EXTRACTED DATA:
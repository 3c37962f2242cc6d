use anyhow::Result;
use serde_json::Value;

use crate::{CliTest, stderr, stdout};

const APP: &str = r#"export function App() {
  return (
    <main>
      <h1>Welcome back</h1>
      <button title="Save changes">Save</button>
    </main>
  );
}
"#;

#[test]
fn test_convert_is_a_dry_run_by_default() -> Result<()> {
    let test = CliTest::with_file("src/App.tsx", APP)?;

    let output = test.convert_command().output()?;
    assert_eq!(output.status.code(), Some(0), "stderr: {}", stderr(&output));

    let out = stdout(&output);
    assert!(out.contains("\"Welcome back\" -> welcome_back"));
    assert!(out.contains("Would convert 3 of 3 candidate(s)"));
    assert!(out.contains("Run with --apply to write these changes."));

    assert_eq!(test.read_file("src/App.tsx")?, APP);
    assert!(!test.root().join("public").exists());
    assert!(!test.root().join("i18n-report.json").exists());
    Ok(())
}

#[test]
fn test_convert_apply_rewrites_sources() -> Result<()> {
    let test = CliTest::with_file("src/App.tsx", APP)?;

    let output = test.convert_command().arg("--apply").output()?;
    assert_eq!(output.status.code(), Some(0), "stderr: {}", stderr(&output));
    assert!(stdout(&output).contains("Converted 3 of 3 candidate(s) in 1 file, 3 new key(s)"));

    insta::assert_snapshot!(test.read_file("src/App.tsx")?, @r#"
    import { useTranslation } from 'react-i18next';
    export function App() {
      const { t } = useTranslation();
      return (
        <main>
          <h1>{t('welcome_back')}</h1>
          <button title={t('save_changes')}>{t('save')}</button>
        </main>
      );
    }
    "#);

    let en: Value = serde_json::from_str(&test.read_file("public/locales/en/common.json")?)?;
    assert_eq!(en["welcome_back"], "Welcome back");
    assert_eq!(en["save"], "Save");
    // Without an oracle endpoint other locales get the source text.
    let es: Value = serde_json::from_str(&test.read_file("public/locales/es/common.json")?)?;
    assert_eq!(es["save_changes"], "Save changes");

    let report: Value = serde_json::from_str(&test.read_file("i18n-report.json")?)?;
    assert_eq!(report["summary"]["applied"], 3);
    assert_eq!(report["candidates"][0]["status"], "applied");
    Ok(())
}

#[test]
fn test_convert_twice_changes_nothing() -> Result<()> {
    let test = CliTest::with_file("src/App.tsx", APP)?;

    test.convert_command().arg("--apply").output()?;
    let converted = test.read_file("src/App.tsx")?;
    let dictionary = test.read_file("public/locales/en/common.json")?;

    let output = test.convert_command().arg("--apply").output()?;
    assert_eq!(output.status.code(), Some(0));
    assert!(stdout(&output).contains("no hardcoded text found"));
    assert_eq!(test.read_file("src/App.tsx")?, converted);
    assert_eq!(test.read_file("public/locales/en/common.json")?, dictionary);
    Ok(())
}

#[test]
fn test_convert_keeps_existing_dictionary_values() -> Result<()> {
    let test = CliTest::with_file("src/App.tsx", APP)?;
    test.write_file(
        "public/locales/es/common.json",
        r#"{"save": "Guardar", "legacy": "Antiguo"}"#,
    )?;

    test.convert_command().arg("--apply").output()?;

    let es: Value = serde_json::from_str(&test.read_file("public/locales/es/common.json")?)?;
    assert_eq!(es["save"], "Guardar");
    assert_eq!(es["legacy"], "Antiguo");
    assert_eq!(es["welcome_back"], "Welcome back");
    Ok(())
}

#[test]
fn test_convert_uses_config_locales() -> Result<()> {
    let test = CliTest::with_file("src/App.tsx", APP)?;
    test.write_file(
        ".lingofitrc.json",
        r#"{"locales": ["en", "fr"], "localesDir": "locales"}"#,
    )?;

    let output = test.convert_command().arg("--apply").output()?;
    assert_eq!(output.status.code(), Some(0), "stderr: {}", stderr(&output));
    assert!(test.root().join("locales/fr/common.json").exists());
    assert!(!test.root().join("locales/es").exists());
    Ok(())
}

#[test]
fn test_unreachable_oracle_aborts_without_writes() -> Result<()> {
    let test = CliTest::with_file("src/App.tsx", APP)?;
    test.write_file(
        ".lingofitrc.json",
        r#"{"oracle": {"maxAttempts": 1, "timeoutMs": 2000, "minIntervalMs": 0}}"#,
    )?;

    let output = test
        .convert_command()
        .args(["--apply", "--oracle-endpoint", "http://127.0.0.1:9/translate"])
        .output()?;

    assert_eq!(output.status.code(), Some(2));
    assert!(stderr(&output).contains("oracle unreachable: all 3 call(s) failed"));
    assert_eq!(test.read_file("src/App.tsx")?, APP);
    assert!(!test.root().join("i18n-report.json").exists());
    Ok(())
}

#[test]
fn test_convert_backup_keeps_original_source() -> Result<()> {
    let test = CliTest::with_file("src/App.tsx", APP)?;

    let output = test.convert_command().args(["--apply", "--backup"]).output()?;
    assert_eq!(output.status.code(), Some(0), "stderr: {}", stderr(&output));

    assert_eq!(test.read_file("src/App.tsx.backup")?, APP);
    assert!(test.read_file("src/App.tsx")?.contains("{t('save')}"));
    Ok(())
}

#[test]
fn test_convert_malformed_dictionary_writes_nothing() -> Result<()> {
    let test = CliTest::with_file("src/App.tsx", APP)?;
    test.write_file("public/locales/es/common.json", "[]")?;

    let output = test.convert_command().arg("--apply").output()?;
    assert_eq!(output.status.code(), Some(2));
    assert!(stderr(&output).contains("must be an object"), "stderr: {}", stderr(&output));

    assert_eq!(test.read_file("src/App.tsx")?, APP);
    assert!(!test.root().join("public/locales/en/common.json").exists());
    assert!(!test.root().join("i18n-report.json").exists());
    Ok(())
}
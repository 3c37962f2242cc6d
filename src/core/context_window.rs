//! Minimal source context for a Complex candidate: its own lines plus the
//! lines of the definitions it depends on, merged and bounded.

use std::collections::BTreeMap;
use std::fmt::Write as _;

use serde::Serialize;

use crate::core::classify::{CandidateId, StringCandidate};
use crate::core::graph::{DependencyIndex, Resolution};
use crate::core::source::{FileId, LineRange, SourceFile};

/// A run of whole lines in one file.
#[derive(Debug, Clone, Copy, PartialEq, Eq, Serialize)]
pub struct WindowSpan {
    pub file: FileId,
    pub lines: LineRange,
}

#[derive(Debug, Clone, PartialEq, Eq, Serialize)]
#[serde(rename_all = "camelCase")]
pub struct ContextWindow {
    pub candidate: CandidateId,
    /// Non-overlapping, grouped by file, ascending within a file.
    pub spans: Vec<WindowSpan>,
    pub total_lines: usize,
    /// Some dependency lines were left out to stay within the budget.
    pub truncated: bool,
    /// The dependency walk stopped at the depth bound.
    pub depth_limited: bool,
}

impl ContextWindow {
    /// Whether the window covers `lines` of `file` completely.
    pub fn covers(&self, file: FileId, lines: LineRange) -> bool {
        self.spans
            .iter()
            .any(|s| s.file == file && s.lines.start <= lines.start && lines.end <= s.lines.end)
    }

    /// Scale an oracle confidence for this window. Truncated windows halve it.
    pub fn adjust_confidence(&self, confidence: f64) -> f64 {
        if self.truncated {
            confidence / 2.0
        } else {
            confidence
        }
    }

    /// Render the window as annotated source, one block per span.
    pub fn render(&self, files: &[SourceFile]) -> String {
        let mut out = String::new();
        for span in &self.spans {
            let file = &files[span.file.0];
            let _ = writeln!(out, "// {}:{}", file.display_path(), span.lines);
            for line in span.lines.start..=span.lines.end {
                let _ = writeln!(out, "{}", file.line_text(line));
            }
        }
        out
    }
}

/// Build the context window of `candidate` from its resolved dependencies.
///
/// The candidate's own lines are always kept. Dependencies are added nearest
/// first while the merged total stays within `max_lines`.
pub fn build_context_window(
    candidate: &StringCandidate,
    resolution: &Resolution,
    index: &DependencyIndex,
    max_lines: usize,
) -> ContextWindow {
    let mut selected = vec![WindowSpan {
        file: candidate.file,
        lines: candidate.lines,
    }];
    let mut truncated = false;

    for dependency in &resolution.dependencies {
        let node = index.node(dependency.node);
        let span = WindowSpan {
            file: node.file,
            lines: node.lines,
        };
        selected.push(span);
        if total_lines(&merge(candidate.file, &selected)) > max_lines {
            selected.pop();
            truncated = true;
            tracing::debug!(
                candidate = %candidate.id,
                dependency = %node.name,
                "dependency left out of context window"
            );
        }
    }

    let spans = merge(candidate.file, &selected);
    let total = total_lines(&spans);
    if total > max_lines {
        truncated = true;
    }

    ContextWindow {
        candidate: candidate.id,
        spans,
        total_lines: total,
        truncated,
        depth_limited: resolution.depth_limited,
    }
}

fn total_lines(spans: &[WindowSpan]) -> usize {
    spans.iter().map(|s| s.lines.len()).sum()
}

/// Merge touching ranges per file. `spans` must be in selection order: the
/// own span first, then dependencies nearest first, which also orders the
/// files.
fn merge(own_file: FileId, spans: &[WindowSpan]) -> Vec<WindowSpan> {
    let mut file_order = vec![own_file];
    let mut by_file: BTreeMap<FileId, Vec<LineRange>> = BTreeMap::new();
    for span in spans {
        if !file_order.contains(&span.file) {
            file_order.push(span.file);
        }
        by_file.entry(span.file).or_default().push(span.lines);
    }

    let mut merged = Vec::new();
    for file in file_order {
        let Some(mut ranges) = by_file.remove(&file) else {
            continue;
        };
        ranges.sort();
        let mut current = ranges[0];
        for range in &ranges[1..] {
            if current.touches(*range) {
                current = current.merge(*range);
            } else {
                merged.push(WindowSpan {
                    file,
                    lines: current,
                });
                current = *range;
            }
        }
        merged.push(WindowSpan {
            file,
            lines: current,
        });
    }
    merged
}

TASK PROMPT:
Across the material, count every line that holds "Result" and state only how many there are.

SOLUTION TO THIS PROBLEM:
9